> [What the task asks]
For the word "retry", copy every line of the material that includes it.

#### Records shown ####

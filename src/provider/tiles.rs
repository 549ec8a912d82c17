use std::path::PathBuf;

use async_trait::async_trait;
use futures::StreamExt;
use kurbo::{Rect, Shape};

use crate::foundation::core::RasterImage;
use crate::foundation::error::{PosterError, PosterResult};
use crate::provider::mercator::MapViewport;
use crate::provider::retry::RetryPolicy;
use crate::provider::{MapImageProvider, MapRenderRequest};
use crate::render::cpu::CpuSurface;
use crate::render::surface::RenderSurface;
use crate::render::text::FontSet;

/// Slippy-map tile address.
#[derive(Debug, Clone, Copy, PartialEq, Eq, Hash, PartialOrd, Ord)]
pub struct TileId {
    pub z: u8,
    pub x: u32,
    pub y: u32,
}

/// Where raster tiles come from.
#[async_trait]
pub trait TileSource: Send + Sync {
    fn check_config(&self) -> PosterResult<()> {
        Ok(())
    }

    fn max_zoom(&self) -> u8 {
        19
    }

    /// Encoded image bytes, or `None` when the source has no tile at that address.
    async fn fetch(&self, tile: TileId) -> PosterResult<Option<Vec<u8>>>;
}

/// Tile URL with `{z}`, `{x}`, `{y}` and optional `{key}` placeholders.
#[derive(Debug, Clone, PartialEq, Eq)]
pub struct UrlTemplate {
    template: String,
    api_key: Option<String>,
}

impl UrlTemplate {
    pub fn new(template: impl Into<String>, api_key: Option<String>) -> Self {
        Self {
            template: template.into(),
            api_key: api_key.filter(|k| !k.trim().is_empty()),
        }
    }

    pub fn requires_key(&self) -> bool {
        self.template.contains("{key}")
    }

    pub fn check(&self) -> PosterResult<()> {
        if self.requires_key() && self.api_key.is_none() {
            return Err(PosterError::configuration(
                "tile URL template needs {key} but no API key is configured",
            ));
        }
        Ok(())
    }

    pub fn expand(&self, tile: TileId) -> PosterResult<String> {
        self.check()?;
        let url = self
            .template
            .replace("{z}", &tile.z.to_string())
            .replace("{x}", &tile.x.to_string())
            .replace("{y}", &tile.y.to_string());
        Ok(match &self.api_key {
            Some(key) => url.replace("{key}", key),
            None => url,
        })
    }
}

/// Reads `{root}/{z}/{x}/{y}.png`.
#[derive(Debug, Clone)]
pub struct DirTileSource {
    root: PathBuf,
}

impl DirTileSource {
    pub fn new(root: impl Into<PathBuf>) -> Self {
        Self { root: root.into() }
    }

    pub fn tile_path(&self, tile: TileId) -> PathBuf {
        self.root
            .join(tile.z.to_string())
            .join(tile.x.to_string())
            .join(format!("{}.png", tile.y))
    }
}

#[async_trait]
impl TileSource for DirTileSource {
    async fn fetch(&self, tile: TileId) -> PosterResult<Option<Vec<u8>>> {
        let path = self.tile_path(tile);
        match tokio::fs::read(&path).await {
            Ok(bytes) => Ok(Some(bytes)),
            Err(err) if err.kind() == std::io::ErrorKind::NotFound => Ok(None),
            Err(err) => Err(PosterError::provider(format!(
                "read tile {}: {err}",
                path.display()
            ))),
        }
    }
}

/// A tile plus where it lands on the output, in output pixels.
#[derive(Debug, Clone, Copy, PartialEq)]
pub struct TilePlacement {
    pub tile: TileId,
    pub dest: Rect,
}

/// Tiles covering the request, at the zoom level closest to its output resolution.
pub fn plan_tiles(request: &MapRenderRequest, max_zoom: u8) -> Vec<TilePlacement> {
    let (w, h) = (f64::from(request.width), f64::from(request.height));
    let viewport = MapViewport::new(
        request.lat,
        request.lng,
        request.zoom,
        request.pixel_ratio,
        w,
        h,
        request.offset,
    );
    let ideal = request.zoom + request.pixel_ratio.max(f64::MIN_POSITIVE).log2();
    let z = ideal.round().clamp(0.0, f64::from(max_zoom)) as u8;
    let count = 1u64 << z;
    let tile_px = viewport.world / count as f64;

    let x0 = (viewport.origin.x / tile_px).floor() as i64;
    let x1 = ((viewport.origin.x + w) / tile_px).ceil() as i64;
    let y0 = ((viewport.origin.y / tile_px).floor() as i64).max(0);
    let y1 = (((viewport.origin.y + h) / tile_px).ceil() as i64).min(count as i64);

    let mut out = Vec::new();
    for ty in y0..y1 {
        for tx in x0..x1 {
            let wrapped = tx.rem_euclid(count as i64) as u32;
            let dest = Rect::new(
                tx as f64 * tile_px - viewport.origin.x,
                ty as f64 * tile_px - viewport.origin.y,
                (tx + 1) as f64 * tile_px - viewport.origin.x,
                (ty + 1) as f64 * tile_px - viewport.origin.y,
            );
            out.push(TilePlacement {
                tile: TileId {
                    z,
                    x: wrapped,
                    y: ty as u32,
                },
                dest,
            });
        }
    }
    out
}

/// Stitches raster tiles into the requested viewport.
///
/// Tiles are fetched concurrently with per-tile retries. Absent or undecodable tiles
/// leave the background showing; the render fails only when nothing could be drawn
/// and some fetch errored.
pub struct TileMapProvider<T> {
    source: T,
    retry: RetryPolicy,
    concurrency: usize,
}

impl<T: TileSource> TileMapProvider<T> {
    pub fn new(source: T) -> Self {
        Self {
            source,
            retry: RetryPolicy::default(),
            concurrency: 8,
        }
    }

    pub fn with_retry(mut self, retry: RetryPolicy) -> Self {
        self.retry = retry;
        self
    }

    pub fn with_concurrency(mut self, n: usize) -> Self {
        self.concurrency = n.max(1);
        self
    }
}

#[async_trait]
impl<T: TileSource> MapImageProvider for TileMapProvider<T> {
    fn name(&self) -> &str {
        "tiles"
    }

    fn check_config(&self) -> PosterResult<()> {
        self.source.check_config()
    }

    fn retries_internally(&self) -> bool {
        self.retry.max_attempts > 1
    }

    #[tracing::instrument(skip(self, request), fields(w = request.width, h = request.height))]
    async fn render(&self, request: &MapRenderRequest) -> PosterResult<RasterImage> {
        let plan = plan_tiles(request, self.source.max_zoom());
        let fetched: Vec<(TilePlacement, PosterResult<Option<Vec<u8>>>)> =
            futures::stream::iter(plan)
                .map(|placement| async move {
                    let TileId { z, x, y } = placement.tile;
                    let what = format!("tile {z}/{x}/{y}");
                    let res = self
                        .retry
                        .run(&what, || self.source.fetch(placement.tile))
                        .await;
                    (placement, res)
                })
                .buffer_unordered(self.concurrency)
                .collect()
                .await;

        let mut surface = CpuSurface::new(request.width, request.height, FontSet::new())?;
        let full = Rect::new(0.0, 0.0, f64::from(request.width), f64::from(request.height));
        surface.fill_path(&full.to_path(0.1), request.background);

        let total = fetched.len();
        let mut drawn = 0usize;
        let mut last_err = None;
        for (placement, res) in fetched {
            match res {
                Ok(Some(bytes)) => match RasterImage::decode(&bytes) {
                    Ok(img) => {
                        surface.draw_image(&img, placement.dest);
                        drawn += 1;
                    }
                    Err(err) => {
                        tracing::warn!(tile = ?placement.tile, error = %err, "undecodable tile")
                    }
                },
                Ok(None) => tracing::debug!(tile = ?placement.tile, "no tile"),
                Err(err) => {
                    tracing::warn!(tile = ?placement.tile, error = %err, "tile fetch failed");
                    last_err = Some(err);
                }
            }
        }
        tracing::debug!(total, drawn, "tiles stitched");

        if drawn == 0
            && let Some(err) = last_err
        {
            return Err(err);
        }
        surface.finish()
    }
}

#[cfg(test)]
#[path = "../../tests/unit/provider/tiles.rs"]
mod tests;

####
#### Records shown ####

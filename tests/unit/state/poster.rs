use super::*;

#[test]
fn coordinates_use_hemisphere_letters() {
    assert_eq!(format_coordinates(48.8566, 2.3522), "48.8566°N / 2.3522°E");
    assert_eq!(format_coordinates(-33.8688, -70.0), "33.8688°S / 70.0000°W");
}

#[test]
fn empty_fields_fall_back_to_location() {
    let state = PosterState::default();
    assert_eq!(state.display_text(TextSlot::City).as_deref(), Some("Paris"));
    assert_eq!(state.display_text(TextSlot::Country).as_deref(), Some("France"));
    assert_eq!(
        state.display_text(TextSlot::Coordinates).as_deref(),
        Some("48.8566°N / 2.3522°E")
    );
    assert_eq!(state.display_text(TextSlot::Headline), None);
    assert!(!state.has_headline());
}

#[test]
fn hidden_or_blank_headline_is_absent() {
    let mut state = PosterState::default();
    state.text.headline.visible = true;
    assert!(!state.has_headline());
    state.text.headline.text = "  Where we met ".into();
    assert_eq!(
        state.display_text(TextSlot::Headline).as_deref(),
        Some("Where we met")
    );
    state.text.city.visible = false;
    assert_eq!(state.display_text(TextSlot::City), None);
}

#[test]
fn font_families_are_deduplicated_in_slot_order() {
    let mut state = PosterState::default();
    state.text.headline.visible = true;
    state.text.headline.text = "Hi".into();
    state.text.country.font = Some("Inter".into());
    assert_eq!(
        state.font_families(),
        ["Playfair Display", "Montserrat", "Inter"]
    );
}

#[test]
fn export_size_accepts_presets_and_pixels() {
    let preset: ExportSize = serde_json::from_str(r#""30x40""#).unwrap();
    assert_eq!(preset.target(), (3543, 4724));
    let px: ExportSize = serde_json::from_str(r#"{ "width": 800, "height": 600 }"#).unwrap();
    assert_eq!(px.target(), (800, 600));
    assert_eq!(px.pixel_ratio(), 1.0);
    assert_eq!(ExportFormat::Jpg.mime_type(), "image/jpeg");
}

####

> [Result]
use crate::provider::retry::RetryPolicy;
    retry: RetryPolicy,
            retry: RetryPolicy::default(),
    pub fn with_retry(mut self, retry: RetryPolicy) -> Self {
        self.retry = retry;
        self.retry.max_attempts > 1
                        .retry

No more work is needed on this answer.